Comment en êtes-vous arrivé à aborder ce thème de l'IA et quelles dimensions avez-vous abordé dans votre projet sur les postures nationales de l'IA ?

Ce terme semble être devenu un slogan

Ces dernières années, je me suis intéressé à la "ruée vers l'IA", dans ses dimensions médiatiques, économiques, politiques et académiques. Ce terme semble être devenu un slogan utilisé pour tant de choses différentes à la fois qu’il est difficile de savoir ce dont il s’agit. De plus, je relève que les débats sur les préjugés, l'équité, l'agence et la transparence semblent être passés de la notion d'algorithmes à la notion d'IA sans grand changement substantiel.

Sur la base d'une analyse des rapports politiques – tels que les documents de stratégie, les plans et les politiques publiques publiées par des institutions comme le Parti communiste chinois, la Maison-Blanche ou le Parlement français – et d'une comparaison des discours publics des représentants de l'État, nous avons noté les points communs et les différences dans les priorités, les approches et les valeurs.

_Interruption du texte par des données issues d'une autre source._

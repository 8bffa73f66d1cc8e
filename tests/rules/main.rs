//! Integration tests for Layer 1: Rules
//!
//! Tests for the input contract, guards, normal forms, skolemization, and
//! the rule arena.

mod contract;
mod normal_forms;
mod skolemization;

L'expression "IA" est très polysémique, avez-vous constaté des différences dans les manières de l'aborder, suivant les territoires que vous avez considérés ?

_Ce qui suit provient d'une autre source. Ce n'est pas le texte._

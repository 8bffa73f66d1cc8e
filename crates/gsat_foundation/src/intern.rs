//! First-seen integer numbering of symbols.
//!
//! Retrieval indices and the atom order number predicates, function symbols,
//! and atoms lazily: the first key seen gets index 0, the next new key gets 1,
//! and so on. Each index instance owns its own numbering, so independent
//! saturation runs never share this state.

use std::collections::HashMap;
use std::hash::Hash;

/// Maps keys to dense `u32` indices in order of first sight.
#[derive(Clone, Debug)]
pub struct Numbering<K> {
    keys: Vec<K>,
    index: HashMap<K, u32>,
}

impl<K> Default for Numbering<K> {
    fn default() -> Self {
        Self {
            keys: Vec::new(),
            index: HashMap::new(),
        }
    }
}

impl<K: Clone + Eq + Hash> Numbering<K> {
    /// Creates an empty numbering.
    #[must_use]
    pub fn new() -> Self {
        Self::default()
    }

    /// Returns the index of `key`, assigning the next free index if it is new.
    ///
    /// # Panics
    ///
    /// Panics if more than `u32::MAX` keys are numbered.
    pub fn number(&mut self, key: &K) -> u32 {
        if let Some(&idx) = self.index.get(key) {
            return idx;
        }

        let idx = u32::try_from(self.keys.len()).expect("too many numbered keys");
        self.keys.push(key.clone());
        self.index.insert(key.clone(), idx);
        idx
    }

    /// Returns the index of `key` if it has been numbered.
    #[must_use]
    pub fn get(&self, key: &K) -> Option<u32> {
        self.index.get(key).copied()
    }

    /// Returns the key numbered `idx`.
    #[must_use]
    pub fn key(&self, idx: u32) -> Option<&K> {
        self.keys.get(idx as usize)
    }

    /// Returns the number of numbered keys.
    #[must_use]
    pub fn len(&self) -> usize {
        self.keys.len()
    }

    /// Returns true if nothing has been numbered.
    #[must_use]
    pub fn is_empty(&self) -> bool {
        self.keys.is_empty()
    }

    /// Forgets every assignment.
    pub fn clear(&mut self) {
        self.keys.clear();
        self.index.clear();
    }
}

De tous les gouvernements, le Parti communiste chinois (PCC) présente la stratégie d'IA la plus détaillée, la plus complète et la plus ambitieuse

Là où nous avons identifié des différences frappantes, c'est dans le cadre général de l'IA et sa relation avec les questions sociales, politiques et économiques. La stratégie française d'IA, par exemple, qu'Emmanuel Macron a présenté en 2018, s'intitule "IA pour l'Humanité". Elle décrit l'IA comme "nouvelle Renaissance", qualifiant cette technologie de "promesse prométhéenne" qui nécessite un État régulateur fort et l'importance de considérer l'IA comme "bien public". Afin de "renforcer le potentiel de la recherche française", le président français a annoncé son intention d'encourager financièrement les instituts de recherche publics (en plus de partenariats de recherche public-privé). Il a aussi déclaré son intention de créer un centre national de coordination de la recherche, comprenant un réseau de quatre ou cinq instituts à travers la France. Au total, Emmanuel Macron prévoyait de dépenser 1,5 milliard d'euros pour l'IA au cours de sa présidence, dont la plus grande partie pour la recherche et les projets industriels.

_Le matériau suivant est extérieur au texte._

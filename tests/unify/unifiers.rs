//! Integration tests for most general unifiers

use gsat_foundation::{Atom, FunctionTerm, Substitution, Term, Variable};
use gsat_unify::{most_general_unifier, unify_terms, variable_substitution};

fn v(name: &str) -> Term {
    Term::var(name)
}

fn f(name: &str, args: &[&str]) -> Term {
    let vars: Vec<_> = args.iter().map(|a| Variable::new(*a)).collect();
    FunctionTerm::skolem(name, &vars).into()
}

fn p(terms: Vec<Term>) -> Atom {
    Atom::from_parts("p", terms)
}

#[test]
fn shared_variables_under_function_terms() {
    // p(f(x), x) and p(f(y), y) unify with the single binding x -> y.
    let a = p(vec![f("f", &["x"]), v("x")]);
    let b = p(vec![f("f", &["y"]), v("y")]);
    let sub = most_general_unifier(&a, &b, None).unwrap();
    assert_eq!(sub.apply_atom(&a), sub.apply_atom(&b));
    assert_eq!(sub.len(), 1);
}

#[test]
fn mismatched_function_symbols() {
    let a = p(vec![f("g", &["y"]), v("y")]);
    let b = p(vec![f("f", &["x"]), v("x")]);
    assert!(most_general_unifier(&a, &b, None).is_none());
}

#[test]
fn repeated_variables_yield_one_equation() {
    let a = p(vec![v("x"), v("x"), v("y")]);
    let b = p(vec![v("z1"), v("z2"), v("z3")]);
    let sub = most_general_unifier(&a, &b, None).unwrap();
    let image = sub.apply_atom(&a);
    assert_eq!(image, sub.apply_atom(&b));
    assert_eq!(image.terms()[0], image.terms()[1]);
    assert_ne!(image.terms()[1], image.terms()[2]);
}

#[test]
fn unifier_is_idempotent() {
    let a = p(vec![v("x"), v("y"), v("x")]);
    let b = p(vec![v("y"), v("z"), f("f", &["w"])]);
    let sub = most_general_unifier(&a, &b, None).unwrap();
    let once = sub.apply_atom(&a);
    assert_eq!(sub.apply_atom(&once), once);
}

#[test]
fn occurs_check() {
    let a = p(vec![v("x"), f("f", &["x"])]);
    let b = p(vec![f("f", &["y"]), v("y")]);
    assert!(most_general_unifier(&a, &b, None).is_none());
}

#[test]
fn unify_terms_extends_in_place() {
    let mut sub = Substitution::new();
    assert!(unify_terms(&mut sub, &v("x"), &Term::constant("a")).is_some());
    assert!(unify_terms(&mut sub, &v("x"), &Term::constant("b")).is_none());
}

#[test]
fn atom_lists_unify_pairwise() {
    let left = vec![
        Atom::from_parts("r", vec![v("x"), v("y")]),
        Atom::from_parts("s", vec![v("y")]),
    ];
    let right = vec![
        Atom::from_parts("r", vec![v("a"), v("a")]),
        Atom::from_parts("s", vec![Term::constant("c")]),
    ];
    let sub = variable_substitution(&left, &right).unwrap();
    assert_eq!(sub.resolve_deep(&v("x")), Term::constant("c"));
    assert_eq!(sub.resolve_deep(&v("a")), Term::constant("c"));
}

De leur côté, les États-Unis se concentrent dans leurs documents stratégiques nationaux sur la déréglementation et l'établissement d'avantages concurrentiels. Leur politique vise à éliminer les obstacles à l'innovation en matière d'IA "où et quand nous le pouvons". Le gouvernement américain veut favoriser la combinaison des forces gouvernementales, industrielles et du milieu universitaire afin de créer un avantage concurrentiel sur les autres pays. Concrètement, selon les documents de stratégie produits ces dernières années, les États-Unis ont assoupli les cadres réglementaires pour l'IA dans les secteurs du véhicule autonome, de l'utilisation des drones commerciaux et publics et dans les diagnostics médicaux. En ce qui concerne la recherche et le développement dans le secteur privé, le gouvernement Trump souligne son ambition de demeurer "le chef de file mondial de l'IA”, en augmentant de plus de 40% les investissements en R&D non classée pour l'IA depuis 2015 (1,1 milliard $ en 2015).

De tous les gouvernements, le Parti communiste chinois (PCC) présente la stratégie d'IA la plus détaillée, la plus complète et la plus ambitieuse. Le PCC prévoit d'utiliser l'IA comme moyen universel de résoudre les problèmes. Pour concrétiser les choses, leur plan détaillé donne des spécifications techniques sur la façon d'intégrer l'IA dans l'information et l'industrie manufacturière afin de faire de "la Chine une superpuissance manufacturière (...) et une cyberpuissance". Ni les documents de stratégie français, ni les propositions américaines ne sont aussi précis et détaillés, soulignant une fois de plus la détermination du PCC à réaliser son plan très ambitieux. La stratégie chinoise se caractérise également par la volonté de fusionner cette technologie "civile" de l'IA avec des innovations et des applications militaires.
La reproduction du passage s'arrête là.